2.4. Optimizing the Metadata Cache
Overview
Proper configuration of the metadata cache is one of the key factors affecting the performance of the KahaDB message store. In a production deployment, therefore, you should always take the time to tune the properties of the metadata cache for maximum performance. Figure 2.5, “Overview of the Metadata Cache and Store” shows an overview of the metadata cache and how it interacts with the metadata store. The most important part of the metadata is the B-tree index, which is shown as a tree of nodes in the figure. The data in the cache is periodically synchronized with the metadata store, when a checkpoint is performed.
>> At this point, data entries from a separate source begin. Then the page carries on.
//! Relief domain errors
//!
//! Every failure raised by the domain model is either a validation error
//! (the caller can retry with corrected input) or a not-found error (the
//! referenced entity or supply unit is not where the caller said it was).

use chrono::NaiveDate;
use thiserror::Error;

use core_kernel::{InquiryId, LocationId, PersonId, SupplyId, TemporalError};

use crate::supply::Holder;

/// Errors that can occur in the relief domain
#[derive(Debug, Error, Clone, PartialEq, Eq)]
pub enum ReliefError {
    /// A required text field was empty
    #[error("Missing required field: {0}")]
    MissingField(&'static str),

    /// A date did not follow the `YYYY-MM-DD` layout
    #[error("Invalid date format for {field}: {source}")]
    InvalidDate {
        field: &'static str,
        #[source]
        source: TemporalError,
    },

    /// A person cannot be born after entering a centre
    #[error("Birthdate {date_of_birth} must be the same as or before entry date {entry_date}")]
    BirthAfterEntry {
        date_of_birth: NaiveDate,
        entry_date: NaiveDate,
    },

    /// Gender outside the accepted tokens
    #[error("Invalid gender '{0}'. Acceptable values are male, female, or other.")]
    InvalidGender(String),

    /// Personal belongings cannot be stored at a location
    #[error("Supply {supply} ({type_name}) cannot be placed at a location")]
    PlacementRejected { supply: SupplyId, type_name: String },

    /// A supply unit may only move between a location and a person
    #[error("Supply {supply} cannot move from {from} to {to}")]
    IllegalTransfer {
        supply: SupplyId,
        from: Holder,
        to: Holder,
    },

    /// A variant-specific field was set on the wrong kind of supply
    #[error("Supply {supply} is not a {expected}")]
    WrongSupplyKind {
        supply: SupplyId,
        expected: &'static str,
    },

    /// Cot grid cells are a single token
    #[error("Invalid cot grid '{0}': grid cells cannot contain whitespace")]
    InvalidCotGrid(String),

    /// The supply unit is not held where the caller said it was
    #[error("Supply {supply} not found at {holder}")]
    SupplyNotFound { supply: SupplyId, holder: Holder },

    #[error("Person not found: {0}")]
    PersonNotFound(PersonId),

    #[error("Person already registered: {0}")]
    DuplicatePerson(PersonId),

    #[error("Location not found: {0}")]
    LocationNotFound(LocationId),

    #[error("Family group not found: {0}")]
    FamilyGroupNotFound(String),

    #[error("Family group already exists: {0}")]
    DuplicateFamilyGroup(String),

    #[error("Inquiry not found: {0}")]
    InquiryNotFound(InquiryId),
}

impl ReliefError {
    pub(crate) fn invalid_date(field: &'static str, source: TemporalError) -> Self {
        ReliefError::InvalidDate { field, source }
    }

    /// True for errors the caller can fix by supplying corrected input
    pub fn is_validation(&self) -> bool {
        matches!(
            self,
            ReliefError::MissingField(_)
                | ReliefError::InvalidDate { .. }
                | ReliefError::BirthAfterEntry { .. }
                | ReliefError::InvalidGender(_)
                | ReliefError::PlacementRejected { .. }
                | ReliefError::IllegalTransfer { .. }
                | ReliefError::WrongSupplyKind { .. }
                | ReliefError::InvalidCotGrid(_)
                | ReliefError::DuplicatePerson(_)
                | ReliefError::DuplicateFamilyGroup(_)
        )
    }

    /// True when the referenced entity or supply unit does not exist
    pub fn is_not_found(&self) -> bool {
        matches!(
            self,
            ReliefError::SupplyNotFound { .. }
                | ReliefError::PersonNotFound(_)
                | ReliefError::LocationNotFound(_)
                | ReliefError::FamilyGroupNotFound(_)
                | ReliefError::InquiryNotFound(_)
        )
    }
}
//! Ports and Adapters Infrastructure
//!
//! Foundational marker traits for the hexagonal layout used by the relief
//! core: the persistence layer defines a store port, and each backing store
//! (PostgreSQL, in-memory) is an adapter implementing it.
//!
//! ```text
//!   domain_relief (registry, entities)
//!            │
//!            ▼
//!   infra_db::PersistenceGateway ──► ReliefStore port
//!                                      ▲            ▲
//!                             PostgresReliefStore  MemoryReliefStore
//! ```

use serde::{Deserialize, Serialize};

/// Marker trait for all domain ports
///
/// Port traits extend this marker so adapters can be held behind trait
/// objects and moved into async contexts.
pub trait DomainPort: Send + Sync + 'static {}

/// Health status for an adapter
#[derive(Debug, Clone, Copy, PartialEq, Eq, Serialize, Deserialize)]
#[serde(rename_all = "snake_case")]
pub enum AdapterHealth {
    /// Adapter is healthy and operational
    Healthy,
    /// Adapter is unhealthy and not operational
    Unhealthy,
}

/// Health check result for an adapter
#[derive(Debug, Clone, Serialize, Deserialize)]
pub struct HealthCheckResult {
    /// Adapter identifier
    pub adapter_id: String,
    /// Current health status
    pub status: AdapterHealth,
    /// Latency of the health check in milliseconds
    pub latency_ms: u64,
    /// Optional message with additional details
    pub message: Option<String>,
    /// Timestamp of the health check
    pub checked_at: chrono::DateTime<chrono::Utc>,
}

impl HealthCheckResult {
    pub fn is_healthy(&self) -> bool {
        self.status == AdapterHealth::Healthy
    }
}

/// Trait for adapters that support health checks
#[async_trait::async_trait]
pub trait HealthCheckable: Send + Sync {
    /// Performs a health check on the adapter
    async fn health_check(&self) -> HealthCheckResult;
}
Figure 2.5. Overview of the Metadata Cache and Store
Synchronizing with the metadata store
The metadata in the cache is constantly changing, in response to the events occurring in the broker. It is therefore necessary to write the metadata cache to disk, from time to time, in order to restore consistency between the metadata cache and the metadata store. There are two distinct mechanisms that can trigger a synchonization between the cache and the store, as follows:
- Batch threshold—as more and more of the B-tree indexes are changed, and thus inconsistent with the metadata store, you can define a threshold for the number of these dirty indexes. When the number of dirty indexes exceeds the threshold, KahaDB writes the cache to the store. The threshold value is set using the
indexWriteBatchSize
property. - Checkpoint interval—irrespective of the current number of dirty indexes, the cache is synchronized with the store at regular time intervals, where the time interval is specified in milliseconds using the
checkpointInterval
property.
In addition, during a normal shutdown, the final state of the cache is synchronized with the store.
Setting the cache size
In the ideal case, the cache should be big enough to hold all of the KahaDB metadata in memory. Otherwise, the cache is forced to swap pages in and out of the persistent metadata store, which causes a considerable drag on performace.
You can specify the cache size using the
indexCacheSize
property, which specifies the size of the cache in units of pages (where one page is 4 KB by default). Generally, the cache should be as large as possible. You can check the size of your metadata store file, db.data
, to get some idea of how big the cache needs to be.
Setting the write batch size
The
indexWriteBatchSize
defines the threshold for the number of dirty indexes that are allowed to accumulate, before KahaDB writes the cache to the store. Normally, these batch writes occur between checkpoints.
If you want to maximize performance, however, you could suppress the batch writes by setting
indexWriteBatchSize
to a very large number. In this case, the store would be updated only during checkpoints. The tradeoff here is that there is a risk of losing a relatively large amount of metadata, in the event of a system failure (but the broker should be able to restore the lost metadata when it restarts, by reading the tail of the journal).